DATASET EXTRACT section start
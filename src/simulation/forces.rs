//! Force / acceleration contributors
//!
//! The pairwise Newtonian law plus the `Acceleration` trait the integrators
//! drive through an `AccelSet`. Accelerations are evaluated at an explicit
//! slice of positions so Runge-Kutta stages can sample the field without
//! cloning the whole `System`

use crate::simulation::states::{BodyId, NVec2, System};
use crate::simulation::vector::{displacement, normalize, squared_distance};

/// Which bodies act as gravity sources
#[derive(Debug, Clone, Copy, PartialEq, Eq)]
pub enum Coupling {
    /// Restricted problem: `passive` feels every other body but pulls on nothing
    Restricted { passive: BodyId },
    /// Every body pulls on every other body
    Mutual,
}

impl Coupling {
    fn is_source(&self, j: usize) -> bool {
        match *self {
            Coupling::Restricted { passive } => passive.0 != j,
            Coupling::Mutual => true,
        }
    }
}

/// Acceleration of a point at `target` due to a mass at `source`, or `None`
/// when the two coincide and the direction is undefined
pub fn try_gravitational_acceleration(target: NVec2, source: NVec2, source_mass: f64, g: f64) -> Option<NVec2> {
    let d2 = squared_distance(target, source);
    if d2 == 0.0 {
        return None;
    }
    // |a| = G m / r^2, pointing from target toward source
    let dir = normalize(displacement(target, source));
    Some(dir * (g * source_mass / d2))
}

/// Same as [`try_gravitational_acceleration`] with coincident points
/// contributing nothing
pub fn gravitational_acceleration(target: NVec2, source: NVec2, source_mass: f64, g: f64) -> NVec2 {
    try_gravitational_acceleration(target, source, source_mass, g).unwrap_or_else(NVec2::zeros)
}

/// Trait for acceleration sources operating on a [`System`]
/// Implementations add their contribution into `out[i]` for every free body
/// and return how many degenerate (zero separation) pairs they skipped
pub trait Acceleration {
    fn acceleration(&self, sys: &System, positions: &[NVec2], coupling: Coupling, out: &mut [NVec2]) -> usize;
}

/// Direct-sum Newtonian gravity using the system's `G`, no softening
#[derive(Debug, Clone, Copy, Default)]
pub struct NewtonianGravity;

impl NewtonianGravity {
    /// Net acceleration on body `i` from every other source body
    pub fn net_on(&self, sys: &System, positions: &[NVec2], i: usize, coupling: Coupling) -> (NVec2, usize) {
        let xi = positions[i];
        let mut acc = NVec2::zeros();
        let mut degenerate = 0;

        for (j, bj) in sys.bodies.iter().enumerate() {
            if j == i || !coupling.is_source(j) {
                continue;
            }
            match try_gravitational_acceleration(xi, positions[j], bj.m, sys.g) {
                Some(a) => acc += a,
                None => degenerate += 1,
            }
        }
        (acc, degenerate)
    }
}

impl Acceleration for NewtonianGravity {
    fn acceleration(&self, sys: &System, positions: &[NVec2], coupling: Coupling, out: &mut [NVec2]) -> usize {
        let mut degenerate = 0;
        for (i, b) in sys.bodies.iter().enumerate() {
            // fixed bodies are never moved, so their field value is never used
            if b.fixed {
                continue;
            }
            let (a, d) = self.net_on(sys, positions, i, coupling);
            out[i] += a;
            degenerate += d;
        }
        degenerate
    }
}

/// Collection of acceleration terms whose contributions are summed into a
/// single acceleration vector per body
pub struct AccelSet {
    terms: Vec<Box<dyn Acceleration + Send + Sync>>,
}

impl AccelSet {
    /// Create an empty acceleration set
    pub fn new() -> Self {
        Self {
            terms: Vec::new()
        }
    }

    /// The set every scenario uses: plain Newtonian gravity
    pub fn gravity() -> Self {
        Self::new().with(NewtonianGravity)
    }

    /// Add an acceleration term
    pub fn with<T>(mut self, term: T) -> Self
    where
        T: Acceleration + Send + Sync + 'static,
    {
        self.terms.push(Box::new(term));
        self
    }

    /// Compute total accelerations for all bodies of `sys` placed at `positions`
    /// - `out[i]` is overwritten with the sum of contributions from all terms
    /// - returns the number of degenerate pairs skipped
    pub fn accumulate_accels(&self, sys: &System, positions: &[NVec2], coupling: Coupling, out: &mut [NVec2]) -> usize {
        // Zero buffer
        for a in out.iter_mut() {
            *a = NVec2::zeros();
        }
        let mut degenerate = 0;
        for term in &self.terms {
            degenerate += term.acceleration(sys, positions, coupling, out);
        }
        degenerate
    }
}

impl Default for AccelSet {
    fn default() -> Self {
        Self::gravity()
    }
}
DATASET EXTRACT section end
● THE PROBLEM: Write out all the entries exactly.

● SOLUTION TO THE PROBLEM:
filename src/simulation/forces.rs
//! Force / acceleration contributors
//!
//! The pairwise Newtonian law plus the `Acceleration` trait the integrators
//! drive through an `AccelSet`. Accelerations are evaluated at an explicit
//! slice of positions so Runge-Kutta stages can sample the field without
//! cloning the whole `System`

use crate::simulation::states::{BodyId, NVec2, System};
use crate::simulation::vector::{displacement, normalize, squared_distance};

/// Which bodies act as gravity sources
#[derive(Debug, Clone, Copy, PartialEq, Eq)]
pub enum Coupling {
    /// Restricted problem: `passive` feels every other body but pulls on nothing
    Restricted { passive: BodyId },
    /// Every body pulls on every other body
    Mutual,
}

impl Coupling {
    fn is_source(&self, j: usize) -> bool {
        match *self {
            Coupling::Restricted { passive } => passive.0 != j,
            Coupling::Mutual => true,
        }
    }
}

/// Acceleration of a point at `target` due to a mass at `source`, or `None`
/// when the two coincide and the direction is undefined
pub fn try_gravitational_acceleration(target: NVec2, source: NVec2, source_mass: f64, g: f64) -> Option<NVec2> {
    let d2 = squared_distance(target, source);
    if d2 == 0.0 {
        return None;
    }
    // |a| = G m / r^2, pointing from target toward source
    let dir = normalize(displacement(target, source));
    Some(dir * (g * source_mass / d2))
}

/// Same as [`try_gravitational_acceleration`] with coincident points
/// contributing nothing
pub fn gravitational_acceleration(target: NVec2, source: NVec2, source_mass: f64, g: f64) -> NVec2 {
    try_gravitational_acceleration(target, source, source_mass, g).unwrap_or_else(NVec2::zeros)
}

/// Trait for acceleration sources operating on a [`System`]
/// Implementations add their contribution into `out[i]` for every free body
/// and return how many degenerate (zero separation) pairs they skipped
pub trait Acceleration {
    fn acceleration(&self, sys: &System, positions: &[NVec2], coupling: Coupling, out: &mut [NVec2]) -> usize;
}

/// Direct-sum Newtonian gravity using the system's `G`, no softening
#[derive(Debug, Clone, Copy, Default)]
pub struct NewtonianGravity;

impl NewtonianGravity {
    /// Net acceleration on body `i` from every other source body
    pub fn net_on(&self, sys: &System, positions: &[NVec2], i: usize, coupling: Coupling) -> (NVec2, usize) {
        let xi = positions[i];
        let mut acc = NVec2::zeros();
        let mut degenerate = 0;

        for (j, bj) in sys.bodies.iter().enumerate() {
            if j == i || !coupling.is_source(j) {
                continue;
            }
            match try_gravitational_acceleration(xi, positions[j], bj.m, sys.g) {
                Some(a) => acc += a,
                None => degenerate += 1,
            }
        }
        (acc, degenerate)
    }
}

impl Acceleration for NewtonianGravity {
    fn acceleration(&self, sys: &System, positions: &[NVec2], coupling: Coupling, out: &mut [NVec2]) -> usize {
        let mut degenerate = 0;
        for (i, b) in sys.bodies.iter().enumerate() {
            // fixed bodies are never moved, so their field value is never used
            if b.fixed {
                continue;
            }
            let (a, d) = self.net_on(sys, positions, i, coupling);
            out[i] += a;
            degenerate += d;
        }
        degenerate
    }
}

/// Collection of acceleration terms whose contributions are summed into a
/// single acceleration vector per body
pub struct AccelSet {
    terms: Vec<Box<dyn Acceleration + Send + Sync>>,
}

impl AccelSet {
    /// Create an empty acceleration set
    pub fn new() -> Self {
        Self {
            terms: Vec::new()
        }
    }

    /// The set every scenario uses: plain Newtonian gravity
    pub fn gravity() -> Self {
        Self::new().with(NewtonianGravity)
    }

    /// Add an acceleration term
    pub fn with<T>(mut self, term: T) -> Self
    where
        T: Acceleration + Send + Sync + 'static,
    {
        self.terms.push(Box::new(term));
        self
    }

    /// Compute total accelerations for all bodies of `sys` placed at `positions`
    /// - `out[i]` is overwritten with the sum of contributions from all terms
    /// - returns the number of degenerate pairs skipped
    pub fn accumulate_accels(&self, sys: &System, positions: &[NVec2], coupling: Coupling, out: &mut [NVec2]) -> usize {
        // Zero buffer
        for a in out.iter_mut() {
            *a = NVec2::zeros();
        }
        let mut degenerate = 0;
        for term in &self.terms {
            degenerate += term.acceleration(sys, positions, coupling, out);
        }
        degenerate
    }
}

impl Default for AccelSet {
    fn default() -> Self {
        Self::gravity()
    }
}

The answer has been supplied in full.